Dataset entries:
• • •
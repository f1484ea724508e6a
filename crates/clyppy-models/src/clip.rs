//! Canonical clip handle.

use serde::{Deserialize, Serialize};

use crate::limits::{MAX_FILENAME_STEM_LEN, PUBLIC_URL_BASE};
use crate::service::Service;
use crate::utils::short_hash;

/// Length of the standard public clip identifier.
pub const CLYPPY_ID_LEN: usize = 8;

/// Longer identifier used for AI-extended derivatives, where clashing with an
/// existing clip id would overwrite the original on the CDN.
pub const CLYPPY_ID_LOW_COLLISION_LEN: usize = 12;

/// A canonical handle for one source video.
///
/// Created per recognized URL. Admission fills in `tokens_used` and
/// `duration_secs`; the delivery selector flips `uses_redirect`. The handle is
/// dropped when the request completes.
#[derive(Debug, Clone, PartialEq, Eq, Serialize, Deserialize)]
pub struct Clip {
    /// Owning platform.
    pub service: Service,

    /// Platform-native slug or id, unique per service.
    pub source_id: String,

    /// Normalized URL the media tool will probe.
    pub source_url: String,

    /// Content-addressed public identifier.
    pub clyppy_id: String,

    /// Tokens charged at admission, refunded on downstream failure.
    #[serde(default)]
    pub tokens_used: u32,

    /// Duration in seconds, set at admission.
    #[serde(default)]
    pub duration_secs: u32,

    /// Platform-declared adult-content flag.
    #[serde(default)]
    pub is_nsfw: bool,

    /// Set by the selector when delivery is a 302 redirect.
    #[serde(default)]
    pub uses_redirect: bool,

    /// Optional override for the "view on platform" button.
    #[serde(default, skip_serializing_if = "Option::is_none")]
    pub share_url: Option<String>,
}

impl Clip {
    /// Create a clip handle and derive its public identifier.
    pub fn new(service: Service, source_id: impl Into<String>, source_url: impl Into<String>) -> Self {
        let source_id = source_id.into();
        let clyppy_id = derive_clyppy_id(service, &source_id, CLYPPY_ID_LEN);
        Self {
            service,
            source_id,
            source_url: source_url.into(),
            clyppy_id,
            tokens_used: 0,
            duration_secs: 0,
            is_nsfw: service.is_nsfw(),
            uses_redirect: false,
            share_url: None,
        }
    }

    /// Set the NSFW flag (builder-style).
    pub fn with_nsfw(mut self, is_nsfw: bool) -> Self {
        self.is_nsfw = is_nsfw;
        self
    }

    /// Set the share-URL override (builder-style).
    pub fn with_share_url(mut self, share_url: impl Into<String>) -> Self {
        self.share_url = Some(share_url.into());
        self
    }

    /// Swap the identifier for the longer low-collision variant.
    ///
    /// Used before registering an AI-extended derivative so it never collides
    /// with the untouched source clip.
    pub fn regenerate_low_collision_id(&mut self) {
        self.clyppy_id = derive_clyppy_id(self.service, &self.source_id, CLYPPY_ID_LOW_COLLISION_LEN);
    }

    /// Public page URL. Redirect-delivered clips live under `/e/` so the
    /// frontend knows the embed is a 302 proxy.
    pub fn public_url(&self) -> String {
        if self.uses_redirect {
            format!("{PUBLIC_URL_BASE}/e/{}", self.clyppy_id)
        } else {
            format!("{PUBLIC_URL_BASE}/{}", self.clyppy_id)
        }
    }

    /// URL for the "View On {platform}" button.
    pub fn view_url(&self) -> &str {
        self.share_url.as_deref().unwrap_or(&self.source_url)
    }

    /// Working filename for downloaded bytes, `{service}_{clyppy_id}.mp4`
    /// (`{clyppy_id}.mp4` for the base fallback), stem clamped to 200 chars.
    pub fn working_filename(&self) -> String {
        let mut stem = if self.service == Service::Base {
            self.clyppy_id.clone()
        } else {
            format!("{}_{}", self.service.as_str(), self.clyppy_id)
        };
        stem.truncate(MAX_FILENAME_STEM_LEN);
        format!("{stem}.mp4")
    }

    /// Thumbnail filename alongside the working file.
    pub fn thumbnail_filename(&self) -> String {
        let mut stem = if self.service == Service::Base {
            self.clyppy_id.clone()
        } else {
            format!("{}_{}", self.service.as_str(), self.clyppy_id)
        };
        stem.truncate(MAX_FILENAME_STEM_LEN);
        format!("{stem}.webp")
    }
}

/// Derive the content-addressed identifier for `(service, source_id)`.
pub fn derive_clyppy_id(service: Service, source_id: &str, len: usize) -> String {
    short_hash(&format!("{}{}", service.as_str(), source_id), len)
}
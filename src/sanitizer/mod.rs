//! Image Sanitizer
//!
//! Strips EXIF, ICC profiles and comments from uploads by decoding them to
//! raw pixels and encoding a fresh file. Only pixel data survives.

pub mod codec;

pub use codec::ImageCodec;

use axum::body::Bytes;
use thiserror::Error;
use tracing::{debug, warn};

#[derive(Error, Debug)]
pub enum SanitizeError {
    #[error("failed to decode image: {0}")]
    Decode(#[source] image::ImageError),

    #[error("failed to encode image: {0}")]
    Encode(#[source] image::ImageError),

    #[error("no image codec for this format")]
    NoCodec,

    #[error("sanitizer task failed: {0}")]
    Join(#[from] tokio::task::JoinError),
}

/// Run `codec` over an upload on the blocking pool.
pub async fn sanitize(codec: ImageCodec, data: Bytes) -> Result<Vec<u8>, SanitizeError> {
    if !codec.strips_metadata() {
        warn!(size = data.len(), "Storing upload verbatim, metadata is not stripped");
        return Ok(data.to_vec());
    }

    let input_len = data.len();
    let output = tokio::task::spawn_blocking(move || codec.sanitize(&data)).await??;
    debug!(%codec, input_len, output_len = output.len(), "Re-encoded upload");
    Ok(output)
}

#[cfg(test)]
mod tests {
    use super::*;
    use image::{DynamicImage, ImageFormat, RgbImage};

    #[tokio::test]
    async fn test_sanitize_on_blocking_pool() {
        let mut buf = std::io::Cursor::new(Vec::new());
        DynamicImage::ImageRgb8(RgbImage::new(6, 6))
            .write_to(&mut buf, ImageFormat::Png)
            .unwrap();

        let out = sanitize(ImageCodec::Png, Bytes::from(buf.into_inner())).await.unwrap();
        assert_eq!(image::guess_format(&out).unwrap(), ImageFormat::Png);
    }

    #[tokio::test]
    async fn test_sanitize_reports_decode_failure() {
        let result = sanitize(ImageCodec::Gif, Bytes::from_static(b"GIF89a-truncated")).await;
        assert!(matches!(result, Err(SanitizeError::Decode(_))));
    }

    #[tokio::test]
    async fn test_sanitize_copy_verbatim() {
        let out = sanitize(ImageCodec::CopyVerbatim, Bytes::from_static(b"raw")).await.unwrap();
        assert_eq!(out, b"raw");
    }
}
• • •
→ Work instructions
Search the entries for the word "addressed". Copy every line where it occurs.

→ Exercise result
    /// Content-addressed public identifier.
/// Derive the content-addressed identifier for `(service, source_id)`.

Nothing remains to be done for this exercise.